Source records

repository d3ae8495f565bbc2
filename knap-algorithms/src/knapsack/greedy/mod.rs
use anyhow::Result;
use knap_challenges::knapsack::*;

/// Takes items in ratio order whenever they still fit. Feasible, but only a
/// lower bound on the optimum.
pub fn solve_challenge(challenge: &Challenge) -> Result<KnapsackResult> {
    let capacity = challenge.capacity() as u64;

    let mut total_value = 0u64;
    let mut total_weight = 0u64;
    let mut items = Vec::new();
    for item in sorted_by_ratio(challenge.weights(), challenge.values()) {
        if total_weight + item.weight as u64 <= capacity {
            total_weight += item.weight as u64;
            total_value += item.value as u64;
            items.push(item.index);
        }
    }
    items.sort_unstable();

    log::debug!(
        "greedy: selected {} of {} items, weight {}/{}, value {}",
        items.len(),
        challenge.num_items(),
        total_weight,
        capacity,
        total_value
    );
    Ok(KnapsackResult::new(total_value, items))
}
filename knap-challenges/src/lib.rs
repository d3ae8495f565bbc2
pub mod knapsack;
pub mod branch_and_bound;
pub mod dynamic;
pub mod greedy;

use anyhow::{anyhow, Result};
use knap_challenges::knapsack::{Challenge, KnapsackResult};
use std::{fmt, str::FromStr};

#[derive(Debug, Clone, Copy, PartialEq, Eq, Hash)]
pub enum Algorithm {
    PruningSearch,
    DynamicProgramming,
    Greedy,
}

impl Algorithm {
    pub const ALL: [Algorithm; 3] = [
        Algorithm::PruningSearch,
        Algorithm::DynamicProgramming,
        Algorithm::Greedy,
    ];

    pub fn name(&self) -> &'static str {
        match self {
            Algorithm::PruningSearch => "Backtracking",
            Algorithm::DynamicProgramming => "DP",
            Algorithm::Greedy => "Greedy",
        }
    }

    /// Whether the algorithm always returns the optimum.
    pub fn is_exact(&self) -> bool {
        !matches!(self, Algorithm::Greedy)
    }
}

impl fmt::Display for Algorithm {
    fn fmt(&self, f: &mut fmt::Formatter<'_>) -> fmt::Result {
        f.write_str(self.name())
    }
}

impl FromStr for Algorithm {
    type Err = anyhow::Error;

    fn from_str(s: &str) -> Result<Self, Self::Err> {
        match s.to_lowercase().as_str() {
            "backtracking" | "pruning" | "bnb" => Ok(Algorithm::PruningSearch),
            "dp" | "dynamic" => Ok(Algorithm::DynamicProgramming),
            "greedy" => Ok(Algorithm::Greedy),
            _ => Err(anyhow!("Unknown algorithm '{}'", s)),
        }
    }
}

/// Owns one knapsack instance and runs any of the algorithms on it.
///
/// Solving never mutates the solver, so one instance can be reused for any
/// number of calls, and shared between threads.
#[derive(Debug, Clone)]
pub struct Solver {
    challenge: Challenge,
}

impl Solver {
    pub fn new(weights: Vec<u32>, values: Vec<u32>, capacity: u32) -> Result<Self> {
        Ok(Self::from_challenge(Challenge::new(weights, values, capacity)?))
    }

    pub fn from_challenge(challenge: Challenge) -> Self {
        Self { challenge }
    }

    pub fn challenge(&self) -> &Challenge {
        &self.challenge
    }

    pub fn solve(&self, algorithm: Algorithm) -> Result<KnapsackResult> {
        match algorithm {
            Algorithm::PruningSearch => self.solve_pruning_search(),
            Algorithm::DynamicProgramming => self.solve_dynamic_programming(),
            Algorithm::Greedy => self.solve_greedy(),
        }
    }

    pub fn solve_pruning_search(&self) -> Result<KnapsackResult> {
        branch_and_bound::solve_challenge(&self.challenge)
    }

    pub fn solve_dynamic_programming(&self) -> Result<KnapsackResult> {
        dynamic::solve_challenge(&self.challenge)
    }

    pub fn solve_greedy(&self) -> Result<KnapsackResult> {
        greedy::solve_challenge(&self.challenge)
    }
}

Required work: Report all lines of the data above that include the string "values".

Answer space:
    for item in sorted_by_ratio(challenge.weights(), challenge.values()) {
    pub fn new(weights: Vec<u32>, values: Vec<u32>, capacity: u32) -> Result<Self> {
        Ok(Self::from_challenge(Challenge::new(weights, values, capacity)?))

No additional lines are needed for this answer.